Qiu Ruixiang has spent most of the years he has been working as an artist shut away from the outside world in his studio in Xi’an. His painting style has, at one and the same time, a rustic simplicity and a sophisticated emotional timbre, neither of which have an obvious correlation with very contemporary approaches to painting.

Instead, upon first encounter, Qiu Ruixiang’s painting appears traditional; to belong, even, to a tradition of Western art history that most immediately references the chiaroscuro’d drama of Velasquez, and the dreamlike quality of Odile Redon. Neither of these artists have anything directly to do with his art, yet, they come closest to contextualizing the aura that Qiu Ruixiang achieves in his painting. There is little direct connection to any Chinese artist living or from the past. 

Qiu Ruixiang makes great use of what at first is read as black pigment, but is, in fact, one or other of the deepest hue of brown, purple, blue or green. These dark tones are used to create a sense of darkness from which his subjects emerge as if into daylight from the lightless realm of night or from an unlit interior, with all the accompanying disorientation that is momentarily experienced before the senses normalize for their eyes are almost always closed. There is, too, an echo of Rembrandt in the obsessive self-portraiture Qiu Ruixiang produces, in evidence now for more than a decade. Finally, the childlike structure of his figures and the rendering of their features add to the mix a flavor of Outsider Art – described as art created outside the boundaries of official culture by artists who have little contact with the mainstream art world, which a fairly precise description of Qiu Ruixiang’s art and his own relation to the art world in China. But the disparity between all the references to other artists and established genres here, none of which have any direct relation to Qiu Ruixiang’s  painting at all, only illustrates the fact that his work is typical of the artistic language of many individual artists in that it resists easy categorization.

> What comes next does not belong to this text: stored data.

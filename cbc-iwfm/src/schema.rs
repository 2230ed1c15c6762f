//! Declarative description of where a data block sits inside a legacy file.
//!
//! Every file kind is one [`BlockSchema`]: a signature line identified by
//! required substrings, a data offset counted from that signature, and an end
//! condition. Supporting a new layout variant means adding or editing a
//! schema constant, not scanning code.

use crate::error::{IwfmError, Result};
use std::str::FromStr;

/// Column-one characters that mark a comment line in the model's input files.
pub const COMMENT_MARKERS: &[char] = &['C', 'c', '*'];

/// A line is a signature line when it contains every `required` substring
/// and none of the `forbidden` ones.
#[derive(Debug, Clone, Copy, PartialEq)]
pub struct Signature {
    pub required: &'static [&'static str],
    pub forbidden: &'static [&'static str],
}

impl Signature {
    pub fn matches(&self, line: &str) -> bool {
        self.required.iter().all(|s| line.contains(s))
            && !self.forbidden.iter().any(|s| line.contains(s))
    }

    pub fn describe(&self) -> String {
        let mut text = self
            .required
            .iter()
            .map(|s| format!("'{s}'"))
            .collect::<Vec<String>>()
            .join(", ");
        if !self.forbidden.is_empty() {
            let forbidden = self
                .forbidden
                .iter()
                .map(|s| format!("'{s}'"))
                .collect::<Vec<String>>()
                .join(", ");
            text.push_str(&format!(" but not {forbidden}"));
        }
        text
    }
}

#[derive(Debug, Clone, Copy, PartialEq)]
pub enum BlockEnd {
    EndOfFile,
    /// The block stops before the first line matching this signature.
    /// A missing end signature is a format error.
    Signature(Signature),
}

#[derive(Debug, Clone, Copy, PartialEq)]
pub struct BlockSchema {
    pub name: &'static str,
    pub signature: Signature,
    /// Whether the signature may sit on a comment line (column headers
    /// usually do).
    pub signature_in_comments: bool,
    /// Lines between the signature and the first data line; 0 means the
    /// signature line is itself data.
    pub data_offset: usize,
    pub end: BlockEnd,
    pub comment_markers: &'static [char],
    /// Everything after this character is dropped from data lines.
    pub inline_comment: Option<char>,
}

/// One non-comment, non-blank line of a located block.
#[derive(Debug, Clone, Copy, PartialEq)]
pub struct DataLine<'a> {
    /// 1-based line number in the source file
    pub number: usize,
    pub text: &'a str,
}

impl<'a> DataLine<'a> {
    pub fn tokens(&self) -> Vec<&'a str> {
        self.text.split_whitespace().collect()
    }
}

#[derive(Debug, Clone, PartialEq)]
pub struct Block<'a> {
    /// 1-based line number of the signature
    pub header_line: usize,
    pub header: &'a str,
    pub lines: Vec<DataLine<'a>>,
    /// Comment and blank lines skipped inside the block, kept for label
    /// lookups (units rows and the like)
    pub skipped: Vec<DataLine<'a>>,
}

impl BlockSchema {
    pub fn is_comment(&self, line: &str) -> bool {
        line.chars()
            .next()
            .map(|c| self.comment_markers.contains(&c))
            .unwrap_or(false)
    }

    /// Find this schema's block in `content`. `file` only labels errors.
    pub fn locate<'a>(&self, file: &str, content: &'a str) -> Result<Block<'a>> {
        let lines: Vec<&'a str> = content.lines().collect();
        let signature_idx = lines
            .iter()
            .position(|line| {
                (self.signature_in_comments || !self.is_comment(line))
                    && self.signature.matches(line)
            })
            .ok_or_else(|| IwfmError::Format {
                file: file.to_string(),
                signature: self.signature.describe(),
            })?;

        let mut data = Vec::new();
        let mut skipped = Vec::new();
        let mut found_end = false;
        for (idx, raw) in lines.iter().enumerate().skip(signature_idx + self.data_offset) {
            if let BlockEnd::Signature(end) = self.end {
                if idx > signature_idx && end.matches(raw) {
                    found_end = true;
                    break;
                }
            }
            let line = DataLine {
                number: idx + 1,
                text: raw,
            };
            if self.is_comment(raw) || raw.trim().is_empty() {
                skipped.push(line);
                continue;
            }
            let text = match self.inline_comment {
                Some(marker) => raw.split(marker).next().unwrap_or(""),
                None => raw,
            };
            if text.trim().is_empty() {
                skipped.push(line);
                continue;
            }
            data.push(DataLine {
                number: idx + 1,
                text,
            });
        }

        if let BlockEnd::Signature(end) = self.end {
            if !found_end {
                return Err(IwfmError::Format {
                    file: file.to_string(),
                    signature: end.describe(),
                });
            }
        }

        log::debug!(
            "{} block in {}: signature on line {}, {} data lines",
            self.name,
            file,
            signature_idx + 1,
            data.len()
        );
        Ok(Block {
            header_line: signature_idx + 1,
            header: lines[signature_idx],
            lines: data,
            skipped,
        })
    }
}

/// Constrained-head boundary condition specification file.
pub const SPEC_SCHEMA: BlockSchema = BlockSchema {
    name: "boundary condition specification",
    signature: Signature {
        required: &["INODE", "ILAYER", "BH", "BC"],
        forbidden: &[],
    },
    signature_in_comments: true,
    data_offset: 2,
    end: BlockEnd::EndOfFile,
    comment_markers: COMMENT_MARKERS,
    inline_comment: None,
};

/// Boundary condition time-series file; the first dated row is the start of data
/// and the `*` footer rows are dropped as comments.
pub const TIMESERIES_SCHEMA: BlockSchema = BlockSchema {
    name: "boundary condition time series",
    signature: Signature {
        required: &["_24:00"],
        forbidden: &[],
    },
    signature_in_comments: false,
    data_offset: 0,
    end: BlockEnd::EndOfFile,
    comment_markers: COMMENT_MARKERS,
    inline_comment: None,
};

/// Aquifer parameter section of the groundwater main file.
pub const GW_MAIN_SCHEMA: BlockSchema = BlockSchema {
    name: "groundwater main aquifer parameters",
    signature: Signature {
        required: &["ID", "PKH", "PS", "PN", "PV", "PL"],
        forbidden: &["PX"],
    },
    signature_in_comments: true,
    data_offset: 2,
    end: BlockEnd::Signature(Signature {
        required: &["Anomaly in Hydraulic Conductivity"],
        forbidden: &[],
    }),
    comment_markers: COMMENT_MARKERS,
    inline_comment: None,
};

/// Preprocessor stratigraphy file.
pub const STRATIGRAPHY_SCHEMA: BlockSchema = BlockSchema {
    name: "stratigraphy",
    signature: Signature {
        required: &["/FACT"],
        forbidden: &[],
    },
    signature_in_comments: false,
    data_offset: 1,
    end: BlockEnd::EndOfFile,
    comment_markers: COMMENT_MARKERS,
    inline_comment: None,
};

/// Nodal coordinates and effective areas in the preprocessor output file.
pub const NODAL_AREA_SCHEMA: BlockSchema = BlockSchema {
    name: "nodal areas",
    signature: Signature {
        required: &["NODE", "X", "Y", "AREA"],
        forbidden: &[],
    },
    signature_in_comments: true,
    data_offset: 1,
    end: BlockEnd::Signature(Signature {
        required: &["ELEMENT", "NODES", "AREA"],
        forbidden: &[],
    }),
    comment_markers: &[],
    inline_comment: None,
};

/// Ground surface and layer top/bottom elevations in the preprocessor output file.
pub const LAYER_ELEVATION_SCHEMA: BlockSchema = BlockSchema {
    name: "layer elevations",
    signature: Signature {
        required: &["*** TOP AND BOTTOM"],
        forbidden: &[],
    },
    signature_in_comments: true,
    data_offset: 3,
    end: BlockEnd::Signature(Signature {
        required: &["REACH", "STREAM", "GRID", "GROUND", "INVERT", "AQUIFER"],
        forbidden: &[],
    }),
    comment_markers: &[],
    inline_comment: None,
};

/// Storage-area-elevation table exported by the reservoir operations model.
pub const RATING_TABLE_SCHEMA: BlockSchema = BlockSchema {
    name: "storage-elevation rating table",
    signature: Signature {
        required: &["storage", "elevation"],
        forbidden: &[],
    },
    signature_in_comments: false,
    data_offset: 1,
    end: BlockEnd::EndOfFile,
    comment_markers: &['!', '#'],
    inline_comment: Some('!'),
};

/// Parse one cell, reporting file, line and column on failure.
pub fn parse_cell<T>(file: &str, line: usize, column: &str, raw: &str) -> Result<T>
where
    T: FromStr,
    T::Err: std::fmt::Display,
{
    raw.trim().parse::<T>().map_err(|e| IwfmError::Parse {
        file: file.to_string(),
        line,
        column: column.to_string(),
        value: raw.trim().to_string(),
        reason: e.to_string(),
    })
}

/// Parse a real number, accepting Fortran `D` exponents.
pub fn parse_real(file: &str, line: usize, column: &str, raw: &str) -> Result<f64> {
    let trimmed = raw.trim();
    match trimmed.parse::<f64>() {
        Ok(v) => Ok(v),
        Err(_) => parse_cell::<f64>(file, line, column, &trimmed.replace(['D', 'd'], "E")).map_err(
            |_| IwfmError::Parse {
                file: file.to_string(),
                line,
                column: column.to_string(),
                value: trimmed.to_string(),
                reason: "not a number".to_string(),
            },
        ),
    }
}

/// Optional real: an empty cell is `None`, a populated one must parse.
pub fn parse_optional_real(file: &str, line: usize, column: &str, raw: &str) -> Result<Option<f64>> {
    if raw.trim().is_empty() {
        Ok(None)
    } else {
        parse_real(file, line, column, raw).map(Some)
    }
}

/// True when `token` reads as a node id (used to tell data rows from
/// titles and separators inside report-style blocks).
pub fn is_node_id(token: &str) -> bool {
    !token.is_empty() && token.chars().all(|c| c.is_ascii_digit())
}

The figures Qiu Ruixiang presents are enigmatic. Appearing singly in each composition, against the dark background, they are ever wrapped in a dense cloak of isolation. The spaces they inhabit are undefined such that, alone, the figures seem lost and, in the manner of their separation from us, both cut off within an atmospheric fog into which we have no point of entry. With their eyes closed, looking inward, as if refusing to acknowledge the presence of an onlooker, viewers are never able to draw close to them. That doesn’t prevent us from experiencing an outflow of empathy, compassion, for the figure that confronts us. Qiu Ruixiang is not, however, driven by romanticism but the need to “find” the people he paints in the depths of the picture plane, as if the act of painting was akin to going out into the illusory world of pictorial space on a rescue mission to locate these lost souls and bring them home; out of the darkness back into the light.

What is his true inspiration? As intimated, it is not the work of another artist. With the exception of the German Expressionist painter Jorge Immendorf, whose work was presented in Beijing in 2002 at the Millennium Monument Museum, Qiu Ruixiang has had little exposure to original works of art of any kind – hence the affinity to the notion of Qiu Ruixiang as something of an outsider, with a style of his own. More direct influences can be traced to local Shaanxi culture and, in particular, Tang Dynasty mural paintings and sculptures. He has painted figures that suggest farmers shucking peas, husking rice, as well as others who seem poised in a dance or ritual, as part of an imagined funereal rite or procession. He enjoys the work of Balthus, which may in part account for the delight in impasto textures and stilted stances, but beyond that he relies upon imagination.

Qiu Ruixiang does not begin a painting from a fixed idea of its outcome. There is always a procession of similar or even identical compositions, done and redone and redone again until the artist feels the expression is right. More often than not he is unable to decide and puts the painting aside until he can. Years may pass before a decision is reached. Most are begun with a mark, perhaps a fragment detail from a previous work that suggested a possibility; a posture of gesture that captures the desired feeling or emotion. If the requisite emotion or expression is not forthcoming, then the work is abandoned or destroyed.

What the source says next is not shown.